**Task:** Please take the lines from the one holding "pub struct ReferenceLink" through the one holding "PartialEq, Default, Serialize, Deserialize)]" in the data below and copy them exactly.

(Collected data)

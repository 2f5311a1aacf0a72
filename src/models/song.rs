//! Song library

use serde::{Deserialize, Serialize};

use super::blank_as_none;
use crate::store::Entity;

/// A labelled link attached to a planned song (video, chart, recording)
#[derive(Debug, Clone, PartialEq, Eq, Default, Serialize, Deserialize)]
pub struct ReferenceLink {
    #[serde(default)]
    pub label: String,
    #[serde(default)]
    pub url: String,
}

impl ReferenceLink {
    pub fn new(label: impl Into<String>, url: impl Into<String>) -> Self {
        Self {
            label: label.into(),
            url: url.into(),
        }
    }

    /// Links without a URL are form leftovers and are not shown
    pub fn is_blank(&self) -> bool {
        self.url.trim().is_empty()
    }
}

#[derive(Debug, Clone, PartialEq, Default, Serialize, Deserialize)]
pub struct Song {
    pub title: String,

    #[serde(default)]
    pub artist: String,

    #[serde(default)]
    pub key: String,

    /// BPM or a word like "slow"; kept as entered
    #[serde(default)]
    pub tempo: String,

    #[serde(default)]
    pub duration: String,

    #[serde(default, deserialize_with = "blank_as_none")]
    pub youtube_url: Option<String>,

    #[serde(default, deserialize_with = "blank_as_none")]
    pub sheet_music_url: Option<String>,

    #[serde(default)]
    pub chord_chart: String,

    #[serde(default)]
    pub lyrics: String,

    #[serde(default)]
    pub tags: Vec<String>,
}

impl Song {
    pub fn new(title: impl Into<String>, artist: impl Into<String>) -> Self {
        Self {
            title: title.into(),
            artist: artist.into(),
            ..Default::default()
        }
    }

    pub fn with_tag(mut self, tag: impl Into<String>) -> Self {
        self.tags.push(tag.into());
        self
    }

    /// Case-insensitive match on title, artist or any tag
    pub fn matches_query(&self, query: &str) -> bool {
        let query = query.to_lowercase();
        self.title.to_lowercase().contains(&query)
            || self.artist.to_lowercase().contains(&query)
            || self.tags.iter().any(|t| t.to_lowercase().contains(&query))
    }
}

impl Entity for Song {
    const COLLECTION: &'static str = "songs";

    fn validate(&self) -> Result<(), String> {
        if self.title.trim().is_empty() {
            return Err("song title must not be blank".to_string());
        }
        Ok(())
    }
}

#[cfg(test)]
mod tests {
    use super::*;

    #[test]
    fn test_query_covers_title_artist_tags() {
        let song = Song::new("Way Maker", "Sinach").with_tag("선포");
        assert!(song.matches_query("way"));
        assert!(song.matches_query("SINACH"));
        assert!(song.matches_query("선포"));
        assert!(!song.matches_query("hillsong"));
    }

    #[test]
    fn test_blank_urls_read_as_absent() {
        let song: Song = serde_json::from_value(serde_json::json!({
            "title": "Goodness of God",
            "youtube_url": "",
            "tags": []
        }))
        .unwrap();
        assert!(song.youtube_url.is_none());
        assert!(song.tempo.is_empty());
    }
}
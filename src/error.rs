//! Unified error handling for the hiel crate
//!
//! Domain modules keep their own error types ([`StoreError`],
//! [`SchedulerError`], [`SessionError`]); this module wraps them in a single
//! [`Error`] for code that crosses module boundaries.
//!
//! # Architecture
//!
//! - [`HielErrorTrait`] - Common interface implemented by the unified error
//! - [`ErrorCategory`] - Classification of errors for handling strategies
//! - [`Error`] - Unified error enum wrapping all domain-specific errors
//!
//! # Usage
//!
//! ```rust,ignore
//! use hiel::error::{Error, HielErrorTrait};
//!
//! fn report(err: Error) {
//!     if err.is_recoverable() {
//!         println!("다시 시도해 주세요: {}", err.korean_desc());
//!     } else {
//!         eprintln!("{} ({})", err, err.category().korean_desc());
//!     }
//! }
//! ```

use std::io;
use thiserror::Error;

pub use crate::scheduler::error::SchedulerError;
pub use crate::session::SessionError;
pub use crate::store::StoreError;

/// Common trait for hiel error types
pub trait HielErrorTrait: std::error::Error {
    /// Whether a manual retry may succeed
    fn is_recoverable(&self) -> bool;

    /// Korean description for user-facing messages
    fn korean_desc(&self) -> String;

    /// Error category for handling strategies
    fn category(&self) -> ErrorCategory;
}

/// Classification of errors for handling strategies
#[derive(Debug, Clone, Copy, PartialEq, Eq, Hash)]
pub enum ErrorCategory {
    /// Document store and file I/O
    Storage,
    /// Rejected input or undecodable records
    Validation,
    /// Scheduler state (no month open, superseded fetch)
    Scheduler,
    /// Permission checks on the current session
    Session,
    /// Configuration loading and validation
    Config,
    /// Other/unknown errors
    Other,
}

impl ErrorCategory {
    pub fn korean_desc(&self) -> &'static str {
        match self {
            Self::Storage => "저장소 오류",
            Self::Validation => "입력 오류",
            Self::Scheduler => "일정 오류",
            Self::Session => "세션 오류",
            Self::Config => "설정 오류",
            Self::Other => "기타 오류",
        }
    }
}

/// Unified error type for the hiel crate
#[derive(Error, Debug)]
pub enum Error {
    #[error("Store error: {0}")]
    Store(#[from] StoreError),

    #[error("Scheduler error: {0}")]
    Scheduler(#[from] SchedulerError),

    #[error("Session error: {0}")]
    Session(#[from] SessionError),

    /// Input rejected before reaching the store
    #[error("Invalid input: {0}")]
    Validation(String),

    #[error("I/O error: {0}")]
    Io(#[from] io::Error),

    #[error("JSON error: {0}")]
    Json(#[from] serde_json::Error),

    #[error("TOML error: {0}")]
    Toml(#[from] toml::de::Error),

    #[error("Config error: {0}")]
    Config(String),

    /// Generic error with context
    #[error("{context}")]
    Other {
        context: String,
        #[source]
        source: Option<Box<dyn std::error::Error + Send + Sync>>,
    },
}

impl HielErrorTrait for Error {
    fn is_recoverable(&self) -> bool {
        match self {
            Self::Store(e) => e.is_recoverable(),
            Self::Scheduler(e) => e.is_recoverable(),
            Self::Session(SessionError::Io(_)) => true,
            Self::Session(_) => false,
            Self::Validation(_) => false,
            Self::Io(_) => true,
            Self::Json(_) | Self::Toml(_) | Self::Config(_) => false,
            Self::Other { .. } => false,
        }
    }

    fn korean_desc(&self) -> String {
        match self {
            Self::Store(e) => e.korean_desc(),
            Self::Scheduler(e) => e.korean_desc(),
            Self::Session(e) => e.korean_desc(),
            Self::Validation(msg) => format!("입력 오류: {msg}"),
            Self::Io(e) => format!("입출력 오류: {e}"),
            Self::Json(e) => format!("JSON 오류: {e}"),
            Self::Toml(e) => format!("설정 파일 오류: {e}"),
            Self::Config(msg) => format!("설정 오류: {msg}"),
            Self::Other { context, .. } => context.clone(),
        }
    }

    fn category(&self) -> ErrorCategory {
        match self {
            Self::Store(e) => store_category(e),
            Self::Scheduler(e) => match e {
                SchedulerError::Store { source, .. } => store_category(source),
                e if e.is_invalid_input() => ErrorCategory::Validation,
                _ => ErrorCategory::Scheduler,
            },
            Self::Session(SessionError::PermissionDenied { .. }) => ErrorCategory::Session,
            Self::Session(_) => ErrorCategory::Storage,
            Self::Validation(_) | Self::Json(_) => ErrorCategory::Validation,
            Self::Io(_) => ErrorCategory::Storage,
            Self::Toml(_) | Self::Config(_) => ErrorCategory::Config,
            Self::Other { .. } => ErrorCategory::Other,
        }
    }
}

/// Rejected records are bad input even when the store reported them
fn store_category(err: &StoreError) -> ErrorCategory {
    match err {
        StoreError::Validation { .. } | StoreError::Decode { .. } | StoreError::InvalidField(_) => {
            ErrorCategory::Validation
        }
        _ => ErrorCategory::Storage,
    }
}

impl Error {
    pub fn config(msg: impl Into<String>) -> Self {
        Self::Config(msg.into())
    }

    pub fn validation(msg: impl Into<String>) -> Self {
        Self::Validation(msg.into())
    }

    pub fn other(context: impl Into<String>) -> Self {
        Self::Other {
            context: context.into(),
            source: None,
        }
    }

    pub fn with_source(
        context: impl Into<String>,
        source: impl std::error::Error + Send + Sync + 'static,
    ) -> Self {
        Self::Other {
            context: context.into(),
            source: Some(Box::new(source)),
        }
    }

    /// True when a record lookup found nothing
    pub fn is_not_found(&self) -> bool {
        matches!(
            self,
            Self::Store(StoreError::NotFound { .. })
                | Self::Scheduler(SchedulerError::Store {
                    source: StoreError::NotFound { .. },
                    ..
                })
        )
    }
}

impl From<anyhow::Error> for Error {
    fn from(err: anyhow::Error) -> Self {
        Self::Other {
            context: err.to_string(),
            source: None,
        }
    }
}

/// Result type alias using the unified Error type
pub type Result<T> = std::result::Result<T, Error>;
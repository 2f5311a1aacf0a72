//! hiel - Worship-team scheduler
//!
//! Tracks which team members can serve each Sunday service and Saturday
//! practice, and which member is assigned to each position, on top of a
//! schemaless document store.
//!
//! # Architecture
//!
//! - [`config`] - Configuration management and settings
//! - [`store`] - Document store client (SQLite and in-memory backends)
//! - [`models`] - Typed records stored in the document store
//! - [`scheduler`] - Week classifier, availability ledger, assignment roster
//! - [`session`] - Current user and permission gating
//! - [`team`] - Member directory, boards, set-lists, songs, meetings and
//!   surveys, calendar, service archive
//! - [`server`] - HTTP API
//!
//! # Example
//!
//! ```no_run
//! use hiel::models::{AvailabilityStatus, EventType, Position};
//! use hiel::scheduler::Scheduler;
//! use hiel::store::create_memory_store;
//!
//! #[tokio::main]
//! async fn main() -> anyhow::Result<()> {
//!     let scheduler = Scheduler::new(create_memory_store());
//!     let sunday = chrono::NaiveDate::from_ymd_opt(2024, 6, 2).unwrap();
//!
//!     scheduler
//!         .set_availability("m1", "Kim", sunday, EventType::SundayWorship, AvailabilityStatus::Available)
//!         .await?;
//!     let drummers = scheduler.get_available_members(sunday, Position::Drums).await?;
//!     println!("{} drummer(s) available", drummers.len());
//!     Ok(())
//! }
//! ```

pub mod config;
pub mod error;
pub mod models;
pub mod scheduler;
pub mod server;
pub mod session;
pub mod store;
pub mod team;

/// Re-export commonly used types
pub mod prelude {
    pub use crate::config::Config;
    pub use crate::error::{Error, ErrorCategory, HielErrorTrait, Result};
    pub use crate::models::{
        AttendanceRecord, AvailabilityStatus, EventType, Member, Position, RosterRecord,
        RosterStatus, YearMonth,
    };
    pub use crate::scheduler::Scheduler;
    pub use crate::session::Session;
    pub use crate::store::{Collection, DocumentStore, SharedDocumentStore, Stored};
}

pub use error::{Error, ErrorCategory, HielErrorTrait, Result};
//! Announcement board

use serde_json::json;

use crate::error::{Error, Result};
use crate::models::{Announcement, AnnouncementCategory};
use crate::session::Session;
use crate::store::{criteria, Collection, SharedDocumentStore, Stored, StoreError, DEFAULT_LIST_LIMIT};

/// Author shown when the poster's name is blank
pub const DEFAULT_AUTHOR: &str = "관리자";

/// Filtered announcements split for display
#[derive(Debug, Clone, Default)]
pub struct AnnouncementFeed {
    pub pinned: Vec<Stored<Announcement>>,
    pub regular: Vec<Stored<Announcement>>,
}

pub struct AnnouncementBoard {
    announcements: Collection<Announcement>,
    list_limit: usize,
}

impl AnnouncementBoard {
    pub fn new(store: SharedDocumentStore) -> Self {
        Self {
            announcements: Collection::new(store),
            list_limit: DEFAULT_LIST_LIMIT,
        }
    }

    pub fn with_list_limit(mut self, limit: usize) -> Self {
        self.list_limit = limit;
        self
    }

    /// Newest first
    pub async fn list(&self) -> Result<Vec<Stored<Announcement>>> {
        Ok(self
            .announcements
            .list("-created_date", self.list_limit)
            .await?)
    }

    /// Search title/content and filter by category, then split pinned posts out
    pub async fn feed(
        &self,
        query: Option<&str>,
        category: Option<AnnouncementCategory>,
    ) -> Result<AnnouncementFeed> {
        let (pinned, regular): (Vec<_>, Vec<_>) = self
            .list()
            .await?
            .into_iter()
            .filter(|a| query.map(|q| a.matches_query(q)).unwrap_or(true))
            .filter(|a| category.map(|c| a.category == c).unwrap_or(true))
            .partition(|a| a.is_pinned);
        Ok(AnnouncementFeed { pinned, regular })
    }

    /// Post as the session user, with an empty read list
    pub async fn post(
        &self,
        session: &Session,
        mut announcement: Announcement,
    ) -> Result<Stored<Announcement>> {
        announcement.author_name = if session.author_name().trim().is_empty() {
            DEFAULT_AUTHOR.to_string()
        } else {
            session.author_name().to_string()
        };
        announcement.read_by.clear();

        let stored = self.announcements.create(&announcement).await?;
        tracing::info!(id = %stored.id, category = %stored.category, "Announcement posted");
        Ok(stored)
    }

    /// Edit content; author and read list are kept
    pub async fn edit(
        &self,
        id: &str,
        title: &str,
        content: &str,
        category: AnnouncementCategory,
        is_pinned: bool,
    ) -> Result<Stored<Announcement>> {
        if title.trim().is_empty() {
            return Err(Error::validation("announcement title must not be blank"));
        }
        Ok(self
            .announcements
            .patch(
                id,
                criteria([
                    ("title", json!(title)),
                    ("content", json!(content)),
                    ("category", json!(category)),
                    ("is_pinned", json!(is_pinned)),
                ]),
            )
            .await?)
    }

    /// Record that the session user opened the post; a second call is a no-op
    pub async fn mark_read(&self, session: &Session, id: &str) -> Result<Stored<Announcement>> {
        let current = self
            .announcements
            .get(id)
            .await?
            .ok_or_else(|| StoreError::not_found(self.announcements.name(), id))?;

        let email = session.email();
        if current.read_by.iter().any(|e| e == email) {
            return Ok(current);
        }

        let mut read_by = current.value.read_by.clone();
        read_by.push(email.to_string());
        Ok(self
            .announcements
            .patch(id, criteria([("read_by", json!(read_by))]))
            .await?)
    }

    /// Team leader only
    pub async fn delete(&self, session: &Session, id: &str) -> Result<()> {
        session.require_delete("delete announcement")?;
        self.announcements.delete(id).await?;
        tracing::info!(id, "Announcement deleted");
        Ok(())
    }
}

**Exercise response:**
pub struct ReferenceLink {
    #[serde(default)]
    pub label: String,
    #[serde(default)]
    pub url: String,
}

impl ReferenceLink {
    pub fn new(label: impl Into<String>, url: impl Into<String>) -> Self {
        Self {
            label: label.into(),
            url: url.into(),
        }
    }

    /// Links without a URL are form leftovers and are not shown
    pub fn is_blank(&self) -> bool {
        self.url.trim().is_empty()
    }
}

#[derive(Debug, Clone, PartialEq, Default, Serialize, Deserialize)]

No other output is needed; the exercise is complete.